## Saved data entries
::::::

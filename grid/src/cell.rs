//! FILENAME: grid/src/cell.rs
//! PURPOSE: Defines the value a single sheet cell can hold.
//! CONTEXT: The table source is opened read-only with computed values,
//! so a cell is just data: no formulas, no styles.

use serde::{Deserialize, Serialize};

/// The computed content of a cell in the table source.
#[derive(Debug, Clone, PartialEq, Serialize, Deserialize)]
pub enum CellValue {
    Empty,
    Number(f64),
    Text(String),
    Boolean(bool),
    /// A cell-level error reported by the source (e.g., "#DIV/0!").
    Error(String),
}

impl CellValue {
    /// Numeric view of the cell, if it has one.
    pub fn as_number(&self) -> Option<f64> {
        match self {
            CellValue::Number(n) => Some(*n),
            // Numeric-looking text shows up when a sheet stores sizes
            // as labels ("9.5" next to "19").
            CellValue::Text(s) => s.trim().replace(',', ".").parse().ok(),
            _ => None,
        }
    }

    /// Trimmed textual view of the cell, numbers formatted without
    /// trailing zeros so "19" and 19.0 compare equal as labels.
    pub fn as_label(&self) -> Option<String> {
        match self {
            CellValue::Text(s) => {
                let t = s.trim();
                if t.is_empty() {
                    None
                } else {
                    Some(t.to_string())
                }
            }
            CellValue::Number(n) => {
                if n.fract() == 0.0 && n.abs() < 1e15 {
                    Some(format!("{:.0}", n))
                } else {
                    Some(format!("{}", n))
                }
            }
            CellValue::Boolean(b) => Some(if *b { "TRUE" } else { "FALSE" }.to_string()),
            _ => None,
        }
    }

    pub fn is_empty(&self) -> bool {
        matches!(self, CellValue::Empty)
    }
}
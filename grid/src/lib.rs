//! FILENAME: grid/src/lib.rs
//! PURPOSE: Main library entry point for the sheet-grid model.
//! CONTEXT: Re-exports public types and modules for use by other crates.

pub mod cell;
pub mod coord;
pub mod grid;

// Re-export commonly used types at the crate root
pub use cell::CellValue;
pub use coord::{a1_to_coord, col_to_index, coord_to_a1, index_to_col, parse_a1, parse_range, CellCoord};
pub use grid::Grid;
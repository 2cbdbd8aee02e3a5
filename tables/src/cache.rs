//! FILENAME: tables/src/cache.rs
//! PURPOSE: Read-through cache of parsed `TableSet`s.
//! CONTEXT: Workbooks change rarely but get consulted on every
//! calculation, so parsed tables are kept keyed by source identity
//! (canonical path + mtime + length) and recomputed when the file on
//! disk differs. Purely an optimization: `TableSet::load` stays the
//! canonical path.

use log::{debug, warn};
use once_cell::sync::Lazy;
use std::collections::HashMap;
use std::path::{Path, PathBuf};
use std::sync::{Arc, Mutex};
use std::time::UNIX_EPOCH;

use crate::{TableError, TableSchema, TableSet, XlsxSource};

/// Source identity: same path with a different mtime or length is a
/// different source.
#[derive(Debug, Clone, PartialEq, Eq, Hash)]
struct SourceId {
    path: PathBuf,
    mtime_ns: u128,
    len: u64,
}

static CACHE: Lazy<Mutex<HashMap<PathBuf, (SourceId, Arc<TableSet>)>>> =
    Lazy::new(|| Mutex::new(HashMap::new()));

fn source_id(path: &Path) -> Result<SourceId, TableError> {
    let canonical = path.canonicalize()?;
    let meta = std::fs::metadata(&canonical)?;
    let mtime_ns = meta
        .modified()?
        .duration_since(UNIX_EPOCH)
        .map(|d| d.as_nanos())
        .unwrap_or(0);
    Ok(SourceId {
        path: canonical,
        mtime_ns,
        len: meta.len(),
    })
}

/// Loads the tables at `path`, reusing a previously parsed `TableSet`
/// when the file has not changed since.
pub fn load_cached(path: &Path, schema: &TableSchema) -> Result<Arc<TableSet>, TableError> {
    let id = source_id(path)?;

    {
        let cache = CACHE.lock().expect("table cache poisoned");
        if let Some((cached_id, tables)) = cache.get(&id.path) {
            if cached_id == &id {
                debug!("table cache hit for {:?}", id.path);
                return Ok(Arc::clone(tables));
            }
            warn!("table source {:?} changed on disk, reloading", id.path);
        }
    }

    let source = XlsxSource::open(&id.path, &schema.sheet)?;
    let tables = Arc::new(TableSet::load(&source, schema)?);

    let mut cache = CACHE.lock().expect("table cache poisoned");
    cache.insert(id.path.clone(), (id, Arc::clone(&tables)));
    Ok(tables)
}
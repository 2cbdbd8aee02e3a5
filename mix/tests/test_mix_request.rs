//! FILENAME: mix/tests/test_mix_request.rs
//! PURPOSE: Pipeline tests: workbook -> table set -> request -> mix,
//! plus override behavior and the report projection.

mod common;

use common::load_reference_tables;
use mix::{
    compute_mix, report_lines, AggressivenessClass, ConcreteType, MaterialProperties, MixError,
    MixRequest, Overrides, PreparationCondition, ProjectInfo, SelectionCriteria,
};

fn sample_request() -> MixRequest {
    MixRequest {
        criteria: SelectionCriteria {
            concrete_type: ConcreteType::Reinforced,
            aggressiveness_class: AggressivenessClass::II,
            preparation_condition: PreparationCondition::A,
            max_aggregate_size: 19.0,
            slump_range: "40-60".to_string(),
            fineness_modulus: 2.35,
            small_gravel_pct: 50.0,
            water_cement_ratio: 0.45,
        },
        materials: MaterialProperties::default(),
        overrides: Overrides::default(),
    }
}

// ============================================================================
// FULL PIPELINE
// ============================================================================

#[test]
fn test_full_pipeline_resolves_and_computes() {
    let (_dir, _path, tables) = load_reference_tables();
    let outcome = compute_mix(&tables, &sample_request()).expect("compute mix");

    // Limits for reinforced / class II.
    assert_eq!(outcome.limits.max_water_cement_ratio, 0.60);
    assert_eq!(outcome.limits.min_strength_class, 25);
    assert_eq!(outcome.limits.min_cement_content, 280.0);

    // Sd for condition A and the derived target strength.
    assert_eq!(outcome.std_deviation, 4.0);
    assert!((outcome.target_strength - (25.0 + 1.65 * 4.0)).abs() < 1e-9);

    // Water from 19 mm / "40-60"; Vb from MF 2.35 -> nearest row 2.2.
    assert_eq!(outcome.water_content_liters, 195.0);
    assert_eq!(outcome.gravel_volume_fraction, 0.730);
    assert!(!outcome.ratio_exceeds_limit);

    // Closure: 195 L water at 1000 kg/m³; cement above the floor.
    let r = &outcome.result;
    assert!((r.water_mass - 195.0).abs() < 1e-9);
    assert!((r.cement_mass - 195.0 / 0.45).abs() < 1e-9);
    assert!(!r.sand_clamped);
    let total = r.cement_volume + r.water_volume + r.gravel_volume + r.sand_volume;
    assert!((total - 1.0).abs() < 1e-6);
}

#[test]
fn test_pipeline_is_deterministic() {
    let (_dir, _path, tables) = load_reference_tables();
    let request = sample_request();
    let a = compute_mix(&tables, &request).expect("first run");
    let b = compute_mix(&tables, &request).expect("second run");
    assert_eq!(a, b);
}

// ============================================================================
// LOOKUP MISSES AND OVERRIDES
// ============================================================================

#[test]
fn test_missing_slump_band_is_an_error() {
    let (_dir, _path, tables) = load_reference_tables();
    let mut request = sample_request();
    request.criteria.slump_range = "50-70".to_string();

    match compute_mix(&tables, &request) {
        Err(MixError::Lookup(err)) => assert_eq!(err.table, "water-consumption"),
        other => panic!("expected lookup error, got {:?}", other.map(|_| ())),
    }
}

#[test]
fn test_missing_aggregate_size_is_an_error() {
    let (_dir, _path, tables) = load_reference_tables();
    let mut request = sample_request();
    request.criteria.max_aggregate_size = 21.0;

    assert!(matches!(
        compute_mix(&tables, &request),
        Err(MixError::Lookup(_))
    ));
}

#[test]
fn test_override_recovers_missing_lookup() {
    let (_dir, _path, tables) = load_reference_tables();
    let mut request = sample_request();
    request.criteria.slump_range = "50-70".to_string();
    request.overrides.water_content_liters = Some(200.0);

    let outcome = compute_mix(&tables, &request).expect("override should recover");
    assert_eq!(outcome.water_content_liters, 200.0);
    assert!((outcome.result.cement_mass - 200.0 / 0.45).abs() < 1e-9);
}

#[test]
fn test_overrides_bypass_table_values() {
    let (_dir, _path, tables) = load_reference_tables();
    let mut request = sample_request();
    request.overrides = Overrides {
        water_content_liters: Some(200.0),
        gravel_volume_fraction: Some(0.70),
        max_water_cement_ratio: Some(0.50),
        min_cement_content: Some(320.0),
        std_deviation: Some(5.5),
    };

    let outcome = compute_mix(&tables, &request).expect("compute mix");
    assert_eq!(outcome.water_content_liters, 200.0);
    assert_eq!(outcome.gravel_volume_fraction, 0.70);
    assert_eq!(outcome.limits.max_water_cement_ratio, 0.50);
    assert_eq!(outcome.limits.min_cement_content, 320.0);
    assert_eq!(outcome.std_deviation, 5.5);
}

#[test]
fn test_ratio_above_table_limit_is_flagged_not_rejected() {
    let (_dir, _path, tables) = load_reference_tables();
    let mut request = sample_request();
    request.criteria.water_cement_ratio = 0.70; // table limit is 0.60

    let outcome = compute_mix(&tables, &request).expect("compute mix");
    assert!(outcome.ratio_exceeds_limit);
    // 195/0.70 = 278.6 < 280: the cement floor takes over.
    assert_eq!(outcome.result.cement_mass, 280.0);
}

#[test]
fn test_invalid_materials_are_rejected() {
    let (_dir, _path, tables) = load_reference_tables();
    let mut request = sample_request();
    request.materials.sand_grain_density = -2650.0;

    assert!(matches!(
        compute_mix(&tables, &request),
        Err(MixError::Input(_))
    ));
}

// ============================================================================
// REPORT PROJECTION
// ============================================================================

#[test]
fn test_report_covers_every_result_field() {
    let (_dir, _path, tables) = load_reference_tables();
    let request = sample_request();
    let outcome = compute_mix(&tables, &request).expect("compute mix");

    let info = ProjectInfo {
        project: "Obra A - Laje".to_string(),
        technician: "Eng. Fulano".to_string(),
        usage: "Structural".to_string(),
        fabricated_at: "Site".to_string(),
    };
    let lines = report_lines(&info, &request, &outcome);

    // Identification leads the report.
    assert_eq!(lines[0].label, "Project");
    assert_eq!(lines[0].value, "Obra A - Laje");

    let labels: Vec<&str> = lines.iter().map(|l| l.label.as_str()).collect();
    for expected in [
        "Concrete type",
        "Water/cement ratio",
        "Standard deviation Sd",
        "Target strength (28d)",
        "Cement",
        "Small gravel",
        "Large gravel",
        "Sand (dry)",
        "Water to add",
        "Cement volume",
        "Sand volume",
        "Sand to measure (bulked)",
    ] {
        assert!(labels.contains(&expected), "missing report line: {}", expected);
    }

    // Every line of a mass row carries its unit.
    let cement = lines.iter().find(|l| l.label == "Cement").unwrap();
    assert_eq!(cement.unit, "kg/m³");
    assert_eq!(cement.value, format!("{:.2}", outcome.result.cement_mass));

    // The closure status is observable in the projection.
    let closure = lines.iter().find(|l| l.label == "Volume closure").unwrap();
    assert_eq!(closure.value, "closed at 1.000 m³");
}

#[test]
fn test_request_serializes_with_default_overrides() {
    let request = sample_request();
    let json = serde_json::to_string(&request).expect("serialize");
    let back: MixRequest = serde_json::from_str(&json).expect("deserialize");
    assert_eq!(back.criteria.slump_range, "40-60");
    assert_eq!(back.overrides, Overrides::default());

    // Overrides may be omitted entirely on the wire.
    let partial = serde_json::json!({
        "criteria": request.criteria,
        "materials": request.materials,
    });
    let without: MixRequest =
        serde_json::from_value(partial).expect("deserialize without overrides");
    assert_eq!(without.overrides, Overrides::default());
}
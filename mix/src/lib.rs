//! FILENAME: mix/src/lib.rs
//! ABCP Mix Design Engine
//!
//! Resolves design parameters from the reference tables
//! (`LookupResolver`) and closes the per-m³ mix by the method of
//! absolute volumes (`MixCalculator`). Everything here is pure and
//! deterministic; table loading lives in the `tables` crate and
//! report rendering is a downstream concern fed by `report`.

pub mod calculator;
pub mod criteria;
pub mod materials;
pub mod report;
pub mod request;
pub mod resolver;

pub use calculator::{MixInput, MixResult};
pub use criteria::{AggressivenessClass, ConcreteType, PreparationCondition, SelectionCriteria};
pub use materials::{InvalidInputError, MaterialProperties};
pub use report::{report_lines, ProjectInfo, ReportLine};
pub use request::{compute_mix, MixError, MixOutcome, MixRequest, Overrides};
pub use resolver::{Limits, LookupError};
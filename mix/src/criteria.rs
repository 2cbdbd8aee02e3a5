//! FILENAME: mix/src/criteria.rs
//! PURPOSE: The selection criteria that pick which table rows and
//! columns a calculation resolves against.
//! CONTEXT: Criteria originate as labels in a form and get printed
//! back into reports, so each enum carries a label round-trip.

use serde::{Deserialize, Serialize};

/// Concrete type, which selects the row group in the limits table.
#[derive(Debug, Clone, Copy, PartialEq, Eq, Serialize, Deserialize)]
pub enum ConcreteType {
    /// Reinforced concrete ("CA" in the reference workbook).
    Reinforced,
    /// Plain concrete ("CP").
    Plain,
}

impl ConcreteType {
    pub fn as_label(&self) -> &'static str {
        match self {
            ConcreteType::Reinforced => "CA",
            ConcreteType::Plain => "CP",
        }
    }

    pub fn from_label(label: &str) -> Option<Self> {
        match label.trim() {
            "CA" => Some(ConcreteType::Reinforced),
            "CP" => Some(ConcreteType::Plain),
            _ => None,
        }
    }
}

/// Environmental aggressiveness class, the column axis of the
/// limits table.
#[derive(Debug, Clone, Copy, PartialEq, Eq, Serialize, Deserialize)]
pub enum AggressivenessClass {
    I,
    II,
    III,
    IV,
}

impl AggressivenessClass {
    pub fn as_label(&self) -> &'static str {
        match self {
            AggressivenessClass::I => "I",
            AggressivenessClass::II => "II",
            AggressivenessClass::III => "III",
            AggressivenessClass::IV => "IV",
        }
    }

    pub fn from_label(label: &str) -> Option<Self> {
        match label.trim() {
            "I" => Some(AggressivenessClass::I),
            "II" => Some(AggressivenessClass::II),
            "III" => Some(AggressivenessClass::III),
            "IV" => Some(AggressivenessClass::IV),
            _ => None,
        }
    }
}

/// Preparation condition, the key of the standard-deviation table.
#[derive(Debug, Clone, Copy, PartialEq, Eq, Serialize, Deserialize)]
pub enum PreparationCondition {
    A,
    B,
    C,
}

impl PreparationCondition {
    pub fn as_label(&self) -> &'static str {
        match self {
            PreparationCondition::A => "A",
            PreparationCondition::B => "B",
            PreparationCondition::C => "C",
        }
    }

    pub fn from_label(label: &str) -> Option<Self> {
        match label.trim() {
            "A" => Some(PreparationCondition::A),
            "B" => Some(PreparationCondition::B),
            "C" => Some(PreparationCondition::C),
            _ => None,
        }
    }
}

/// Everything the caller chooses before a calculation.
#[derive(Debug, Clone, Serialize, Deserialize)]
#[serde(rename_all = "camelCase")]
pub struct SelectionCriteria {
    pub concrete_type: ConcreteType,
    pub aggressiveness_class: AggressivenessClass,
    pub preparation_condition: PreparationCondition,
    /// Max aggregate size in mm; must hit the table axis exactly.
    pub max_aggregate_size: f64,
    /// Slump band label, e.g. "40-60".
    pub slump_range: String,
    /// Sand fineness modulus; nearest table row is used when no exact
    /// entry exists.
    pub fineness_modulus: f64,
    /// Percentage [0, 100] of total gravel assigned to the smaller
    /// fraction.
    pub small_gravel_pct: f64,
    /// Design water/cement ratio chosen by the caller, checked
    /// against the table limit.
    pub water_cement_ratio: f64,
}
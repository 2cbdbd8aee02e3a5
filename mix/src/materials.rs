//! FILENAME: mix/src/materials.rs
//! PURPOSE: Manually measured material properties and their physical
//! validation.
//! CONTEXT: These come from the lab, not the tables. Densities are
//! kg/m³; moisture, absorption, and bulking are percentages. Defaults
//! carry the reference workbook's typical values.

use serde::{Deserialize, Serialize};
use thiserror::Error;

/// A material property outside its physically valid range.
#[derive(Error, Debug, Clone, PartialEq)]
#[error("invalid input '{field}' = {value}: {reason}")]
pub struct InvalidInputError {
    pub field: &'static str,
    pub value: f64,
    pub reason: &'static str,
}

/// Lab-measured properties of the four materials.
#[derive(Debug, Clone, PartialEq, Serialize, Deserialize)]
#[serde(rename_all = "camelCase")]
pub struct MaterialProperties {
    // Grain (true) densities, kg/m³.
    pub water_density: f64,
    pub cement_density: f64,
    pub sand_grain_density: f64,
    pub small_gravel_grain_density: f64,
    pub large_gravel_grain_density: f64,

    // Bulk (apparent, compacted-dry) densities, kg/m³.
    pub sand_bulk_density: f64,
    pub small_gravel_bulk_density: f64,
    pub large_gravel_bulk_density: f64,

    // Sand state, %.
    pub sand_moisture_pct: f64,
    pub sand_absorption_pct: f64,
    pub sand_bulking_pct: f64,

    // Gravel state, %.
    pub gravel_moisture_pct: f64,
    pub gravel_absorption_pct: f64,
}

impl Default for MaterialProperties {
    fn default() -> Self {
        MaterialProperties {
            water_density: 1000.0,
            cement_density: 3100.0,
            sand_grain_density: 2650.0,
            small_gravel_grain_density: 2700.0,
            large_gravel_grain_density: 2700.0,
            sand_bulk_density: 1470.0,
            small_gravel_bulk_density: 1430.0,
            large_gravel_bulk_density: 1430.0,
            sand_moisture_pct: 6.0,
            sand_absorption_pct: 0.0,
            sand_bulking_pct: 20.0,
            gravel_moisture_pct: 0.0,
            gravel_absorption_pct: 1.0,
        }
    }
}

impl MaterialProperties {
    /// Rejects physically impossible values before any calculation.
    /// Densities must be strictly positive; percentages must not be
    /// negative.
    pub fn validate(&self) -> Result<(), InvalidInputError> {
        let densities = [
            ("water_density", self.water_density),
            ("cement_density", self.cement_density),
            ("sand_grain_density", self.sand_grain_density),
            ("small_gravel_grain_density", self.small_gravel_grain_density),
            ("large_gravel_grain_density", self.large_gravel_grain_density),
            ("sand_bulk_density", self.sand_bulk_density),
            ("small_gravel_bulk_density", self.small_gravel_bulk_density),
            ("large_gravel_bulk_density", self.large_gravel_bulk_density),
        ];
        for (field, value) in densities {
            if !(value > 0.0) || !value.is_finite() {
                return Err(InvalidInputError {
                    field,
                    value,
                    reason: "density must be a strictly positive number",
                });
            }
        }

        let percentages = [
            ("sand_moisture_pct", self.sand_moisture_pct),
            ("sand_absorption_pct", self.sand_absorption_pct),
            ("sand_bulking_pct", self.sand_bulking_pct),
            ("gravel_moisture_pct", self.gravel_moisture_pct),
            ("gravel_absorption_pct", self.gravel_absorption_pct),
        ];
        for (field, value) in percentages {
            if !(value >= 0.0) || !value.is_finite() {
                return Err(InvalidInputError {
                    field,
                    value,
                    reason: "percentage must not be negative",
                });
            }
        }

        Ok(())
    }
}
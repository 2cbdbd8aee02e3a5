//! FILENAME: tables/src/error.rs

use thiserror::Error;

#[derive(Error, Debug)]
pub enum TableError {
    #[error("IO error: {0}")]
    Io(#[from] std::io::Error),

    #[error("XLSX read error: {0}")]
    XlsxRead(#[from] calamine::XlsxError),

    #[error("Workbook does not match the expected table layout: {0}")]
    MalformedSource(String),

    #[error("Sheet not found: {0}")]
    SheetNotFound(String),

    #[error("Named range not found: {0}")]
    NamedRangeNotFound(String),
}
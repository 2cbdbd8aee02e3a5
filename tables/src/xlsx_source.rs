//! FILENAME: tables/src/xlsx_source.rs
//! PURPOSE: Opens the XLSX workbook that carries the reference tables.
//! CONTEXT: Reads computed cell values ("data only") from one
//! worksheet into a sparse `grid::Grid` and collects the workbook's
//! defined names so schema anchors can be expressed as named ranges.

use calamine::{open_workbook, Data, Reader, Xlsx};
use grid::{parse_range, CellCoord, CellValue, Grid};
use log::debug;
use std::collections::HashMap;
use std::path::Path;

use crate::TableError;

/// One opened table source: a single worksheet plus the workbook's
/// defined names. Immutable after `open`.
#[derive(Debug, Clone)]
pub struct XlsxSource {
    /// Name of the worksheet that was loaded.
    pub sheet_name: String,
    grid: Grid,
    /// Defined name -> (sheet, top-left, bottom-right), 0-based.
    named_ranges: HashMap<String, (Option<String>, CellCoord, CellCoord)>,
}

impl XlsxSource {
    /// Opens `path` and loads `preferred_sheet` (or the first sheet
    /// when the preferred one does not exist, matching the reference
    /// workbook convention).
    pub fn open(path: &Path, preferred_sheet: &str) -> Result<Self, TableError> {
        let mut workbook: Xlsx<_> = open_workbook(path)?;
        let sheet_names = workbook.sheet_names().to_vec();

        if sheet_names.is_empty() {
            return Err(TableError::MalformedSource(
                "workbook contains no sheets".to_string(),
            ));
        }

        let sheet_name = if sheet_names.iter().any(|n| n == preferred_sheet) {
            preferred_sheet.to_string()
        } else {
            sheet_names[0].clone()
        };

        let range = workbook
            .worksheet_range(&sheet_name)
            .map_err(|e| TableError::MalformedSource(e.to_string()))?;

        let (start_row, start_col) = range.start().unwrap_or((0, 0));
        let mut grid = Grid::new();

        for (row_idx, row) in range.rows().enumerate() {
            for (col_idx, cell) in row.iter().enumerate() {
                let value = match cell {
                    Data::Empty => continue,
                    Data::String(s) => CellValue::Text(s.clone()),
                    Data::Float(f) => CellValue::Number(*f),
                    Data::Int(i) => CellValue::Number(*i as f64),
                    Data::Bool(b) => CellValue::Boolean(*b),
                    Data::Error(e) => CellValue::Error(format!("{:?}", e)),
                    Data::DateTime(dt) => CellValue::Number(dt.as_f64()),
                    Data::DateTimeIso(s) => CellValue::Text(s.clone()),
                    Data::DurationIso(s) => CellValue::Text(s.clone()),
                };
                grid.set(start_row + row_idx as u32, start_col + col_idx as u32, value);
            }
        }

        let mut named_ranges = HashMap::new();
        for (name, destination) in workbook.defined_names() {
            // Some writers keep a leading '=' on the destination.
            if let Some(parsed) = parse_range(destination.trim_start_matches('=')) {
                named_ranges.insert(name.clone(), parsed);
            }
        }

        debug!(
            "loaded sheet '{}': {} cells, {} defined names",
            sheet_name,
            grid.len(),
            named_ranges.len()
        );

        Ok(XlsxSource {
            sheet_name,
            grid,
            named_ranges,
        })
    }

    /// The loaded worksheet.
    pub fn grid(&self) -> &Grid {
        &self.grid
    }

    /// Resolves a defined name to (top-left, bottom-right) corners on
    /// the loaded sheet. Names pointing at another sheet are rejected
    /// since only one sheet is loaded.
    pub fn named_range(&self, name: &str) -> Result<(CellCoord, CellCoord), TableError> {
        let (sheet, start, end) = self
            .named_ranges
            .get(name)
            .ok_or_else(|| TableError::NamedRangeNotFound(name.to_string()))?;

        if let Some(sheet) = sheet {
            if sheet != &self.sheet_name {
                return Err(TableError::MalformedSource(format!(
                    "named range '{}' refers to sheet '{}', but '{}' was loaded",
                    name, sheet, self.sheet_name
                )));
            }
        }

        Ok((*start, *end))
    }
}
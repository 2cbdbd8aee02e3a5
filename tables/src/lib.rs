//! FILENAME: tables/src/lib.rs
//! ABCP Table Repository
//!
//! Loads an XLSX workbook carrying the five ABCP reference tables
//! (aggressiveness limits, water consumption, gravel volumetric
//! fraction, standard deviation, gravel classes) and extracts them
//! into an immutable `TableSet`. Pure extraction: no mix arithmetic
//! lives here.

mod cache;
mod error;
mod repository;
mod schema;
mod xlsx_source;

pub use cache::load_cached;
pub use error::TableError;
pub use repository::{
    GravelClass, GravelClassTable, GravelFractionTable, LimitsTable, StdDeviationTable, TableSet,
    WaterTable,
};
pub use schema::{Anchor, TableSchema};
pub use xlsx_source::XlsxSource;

::::::

Copy out each line of the data containing the string "changed".

## Result of the task
/// when the file has not changed since.
            warn!("table source {:?} changed on disk, reloading", id.path);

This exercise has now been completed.